> [ABOUT THIS EXERCISE] Transcribe all records, preserving every character.

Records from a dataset
****************************************

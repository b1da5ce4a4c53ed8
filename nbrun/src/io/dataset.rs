//! CSV datasets read by scripts through `read_csv(path)`.

use std::path::Path;

use anyhow::{Context, Result};

/// Raw CSV contents: header row plus string cells.
#[derive(Debug, Clone, PartialEq, Eq, Default)]
pub struct CsvData {
    pub headers: Vec<String>,
    pub rows: Vec<Vec<String>>,
}

/// Read a CSV file with a header row. Ragged rows are accepted.
pub fn read_csv(path: &Path) -> Result<CsvData> {
    let mut reader = csv::ReaderBuilder::new()
        .flexible(true)
        .from_path(path)
        .with_context(|| format!("open csv {}", path.display()))?;
    let headers = reader
        .headers()
        .with_context(|| format!("read csv header {}", path.display()))?
        .iter()
        .map(|h| h.trim().to_string())
        .collect();
    let mut rows = Vec::new();
    for (idx, record) in reader.records().enumerate() {
        let record =
            record.with_context(|| format!("read csv row {} of {}", idx + 1, path.display()))?;
        rows.push(record.iter().map(str::to_string).collect());
    }
    Ok(CsvData { headers, rows })
}

#[cfg(test)]
mod tests {
    use super::*;

    #[test]
    fn reads_headers_and_ragged_rows() {
        let temp = tempfile::tempdir().expect("tempdir");
        let path = temp.path().join("data.csv");
        std::fs::write(&path, "AGE, GENDER\n63,M\n71\n").expect("write");

        let data = read_csv(&path).expect("read");
        assert_eq!(data.headers, vec!["AGE".to_string(), "GENDER".to_string()]);
        assert_eq!(data.rows.len(), 2);
        assert_eq!(data.rows[1], vec!["71".to_string()]);
    }

    #[test]
    fn missing_file_errors() {
        let temp = tempfile::tempdir().expect("tempdir");
        let err = read_csv(&temp.path().join("nope.csv")).unwrap_err();
        assert!(err.to_string().contains("open csv"));
    }
}
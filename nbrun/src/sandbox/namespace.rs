//! Per-run execution namespace.

use std::collections::{BTreeMap, BTreeSet};
use std::path::Path;

use rhai::{Dynamic, Scope};

/// Value of `__name__` for a top-level run.
pub const MAIN_MARKER: &str = "__main__";

/// Longest variable rendering kept for introspection.
const MAX_VALUE_CHARS: usize = 200;

/// Scope a script runs in, plus the names the sandbox seeded into it.
#[derive(Debug)]
pub struct Namespace {
    scope: Scope<'static>,
    seeded: BTreeSet<String>,
}

impl Namespace {
    /// Fresh namespace with `__name__`, `WORKDIR` and the host's extra bindings,
    /// all as constants.
    pub fn new(workdir: &Path, bindings: &BTreeMap<String, String>) -> Self {
        let mut ns = Self {
            scope: Scope::new(),
            seeded: BTreeSet::new(),
        };
        ns.seed("__name__", MAIN_MARKER.to_string());
        ns.seed("WORKDIR", workdir.display().to_string());
        for (name, value) in bindings {
            ns.seed(name, value.clone());
        }
        ns
    }

    fn seed(&mut self, name: &str, value: String) {
        self.scope.push_constant(name.to_string(), value);
        self.seeded.insert(name.to_string());
    }

    pub fn scope_mut(&mut self) -> &mut Scope<'static> {
        &mut self.scope
    }

    /// Current value of `name`, if the script (or the seed) defined it.
    pub fn get(&self, name: &str) -> Option<Dynamic> {
        self.scope.get_value::<Dynamic>(name)
    }

    /// Script-defined top-level variables rendered with `Debug`.
    ///
    /// Seeded constants are omitted. When a name was shadowed, the latest
    /// binding wins. Long renderings are cut at 200 characters.
    pub fn variables(&self) -> BTreeMap<String, String> {
        let mut out = BTreeMap::new();
        for (name, is_constant, value) in self.scope.iter() {
            if is_constant && self.seeded.contains(name) {
                continue;
            }
            out.insert(name.to_string(), truncate(format!("{value:?}")));
        }
        out
    }
}

fn truncate(text: String) -> String {
    if text.chars().count() <= MAX_VALUE_CHARS {
        return text;
    }
    let mut cut: String = text.chars().take(MAX_VALUE_CHARS).collect();
    cut.push('…');
    cut
}

#[cfg(test)]
mod tests {
    use super::*;
    use rhai::Engine;

    #[test]
    fn seeds_main_marker_and_bindings() {
        let mut bindings = BTreeMap::new();
        bindings.insert("DATASET".to_string(), "admissions.csv".to_string());
        let ns = Namespace::new(Path::new("/work"), &bindings);

        let marker = ns.get("__name__").expect("marker");
        assert_eq!(marker.into_string().expect("string"), MAIN_MARKER);
        let dataset = ns.get("DATASET").expect("dataset");
        assert_eq!(dataset.into_string().expect("string"), "admissions.csv");
        assert!(ns.variables().is_empty());
    }

    #[test]
    fn top_level_assignments_are_visible_after_run() {
        let engine = Engine::new();
        let mut ns = Namespace::new(Path::new("/work"), &BTreeMap::new());
        engine
            .run_with_scope(ns.scope_mut(), "let total = 40 + 2; let name = \"icu\"; let total = total * 2;")
            .expect("run");

        let vars = ns.variables();
        assert_eq!(vars.get("total").map(String::as_str), Some("84"));
        assert_eq!(vars.get("name").map(String::as_str), Some("\"icu\""));
        assert!(!vars.contains_key("__name__"));
    }

    #[test]
    fn long_values_are_truncated() {
        let text = truncate("x".repeat(500));
        assert_eq!(text.chars().count(), MAX_VALUE_CHARS + 1);
        assert!(text.ends_with('…'));
    }
}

****************************************

> [FINISHED TASK]
repository b1da5ce4a4c53ed8
filename nbrun/src/io/dataset.rs
//! CSV datasets read by scripts through `read_csv(path)`.

use std::path::Path;

use anyhow::{Context, Result};

/// Raw CSV contents: header row plus string cells.
#[derive(Debug, Clone, PartialEq, Eq, Default)]
pub struct CsvData {
    pub headers: Vec<String>,
    pub rows: Vec<Vec<String>>,
}

/// Read a CSV file with a header row. Ragged rows are accepted.
pub fn read_csv(path: &Path) -> Result<CsvData> {
    let mut reader = csv::ReaderBuilder::new()
        .flexible(true)
        .from_path(path)
        .with_context(|| format!("open csv {}", path.display()))?;
    let headers = reader
        .headers()
        .with_context(|| format!("read csv header {}", path.display()))?
        .iter()
        .map(|h| h.trim().to_string())
        .collect();
    let mut rows = Vec::new();
    for (idx, record) in reader.records().enumerate() {
        let record =
            record.with_context(|| format!("read csv row {} of {}", idx + 1, path.display()))?;
        rows.push(record.iter().map(str::to_string).collect());
    }
    Ok(CsvData { headers, rows })
}

#[cfg(test)]
mod tests {
    use super::*;

    #[test]
    fn reads_headers_and_ragged_rows() {
        let temp = tempfile::tempdir().expect("tempdir");
        let path = temp.path().join("data.csv");
        std::fs::write(&path, "AGE, GENDER\n63,M\n71\n").expect("write");

        let data = read_csv(&path).expect("read");
        assert_eq!(data.headers, vec!["AGE".to_string(), "GENDER".to_string()]);
        assert_eq!(data.rows.len(), 2);
        assert_eq!(data.rows[1], vec!["71".to_string()]);
    }

    #[test]
    fn missing_file_errors() {
        let temp = tempfile::tempdir().expect("tempdir");
        let err = read_csv(&temp.path().join("nope.csv")).unwrap_err();
        assert!(err.to_string().contains("open csv"));
    }
}
filename nbrun/src/sandbox/namespace.rs
//! Per-run execution namespace.

use std::collections::{BTreeMap, BTreeSet};
use std::path::Path;

use rhai::{Dynamic, Scope};

/// Value of `__name__` for a top-level run.
pub const MAIN_MARKER: &str = "__main__";

/// Longest variable rendering kept for introspection.
const MAX_VALUE_CHARS: usize = 200;

/// Scope a script runs in, plus the names the sandbox seeded into it.
#[derive(Debug)]
pub struct Namespace {
    scope: Scope<'static>,
    seeded: BTreeSet<String>,
}

impl Namespace {
    /// Fresh namespace with `__name__`, `WORKDIR` and the host's extra bindings,
    /// all as constants.
    pub fn new(workdir: &Path, bindings: &BTreeMap<String, String>) -> Self {
        let mut ns = Self {
            scope: Scope::new(),
            seeded: BTreeSet::new(),
        };
        ns.seed("__name__", MAIN_MARKER.to_string());
        ns.seed("WORKDIR", workdir.display().to_string());
        for (name, value) in bindings {
            ns.seed(name, value.clone());
        }
        ns
    }

    fn seed(&mut self, name: &str, value: String) {
        self.scope.push_constant(name.to_string(), value);
        self.seeded.insert(name.to_string());
    }

    pub fn scope_mut(&mut self) -> &mut Scope<'static> {
        &mut self.scope
    }

    /// Current value of `name`, if the script (or the seed) defined it.
    pub fn get(&self, name: &str) -> Option<Dynamic> {
        self.scope.get_value::<Dynamic>(name)
    }

    /// Script-defined top-level variables rendered with `Debug`.
    ///
    /// Seeded constants are omitted. When a name was shadowed, the latest
    /// binding wins. Long renderings are cut at 200 characters.
    pub fn variables(&self) -> BTreeMap<String, String> {
        let mut out = BTreeMap::new();
        for (name, is_constant, value) in self.scope.iter() {
            if is_constant && self.seeded.contains(name) {
                continue;
            }
            out.insert(name.to_string(), truncate(format!("{value:?}")));
        }
        out
    }
}

fn truncate(text: String) -> String {
    if text.chars().count() <= MAX_VALUE_CHARS {
        return text;
    }
    let mut cut: String = text.chars().take(MAX_VALUE_CHARS).collect();
    cut.push('…');
    cut
}

#[cfg(test)]
mod tests {
    use super::*;
    use rhai::Engine;

    #[test]
    fn seeds_main_marker_and_bindings() {
        let mut bindings = BTreeMap::new();
        bindings.insert("DATASET".to_string(), "admissions.csv".to_string());
        let ns = Namespace::new(Path::new("/work"), &bindings);

        let marker = ns.get("__name__").expect("marker");
        assert_eq!(marker.into_string().expect("string"), MAIN_MARKER);
        let dataset = ns.get("DATASET").expect("dataset");
        assert_eq!(dataset.into_string().expect("string"), "admissions.csv");
        assert!(ns.variables().is_empty());
    }

    #[test]
    fn top_level_assignments_are_visible_after_run() {
        let engine = Engine::new();
        let mut ns = Namespace::new(Path::new("/work"), &BTreeMap::new());
        engine
            .run_with_scope(ns.scope_mut(), "let total = 40 + 2; let name = \"icu\"; let total = total * 2;")
            .expect("run");

        let vars = ns.variables();
        assert_eq!(vars.get("total").map(String::as_str), Some("84"));
        assert_eq!(vars.get("name").map(String::as_str), Some("\"icu\""));
        assert!(!vars.contains_key("__name__"));
    }

    #[test]
    fn long_values_are_truncated() {
        let text = truncate("x".repeat(500));
        assert_eq!(text.chars().count(), MAX_VALUE_CHARS + 1);
        assert!(text.ends_with('…'));
    }
}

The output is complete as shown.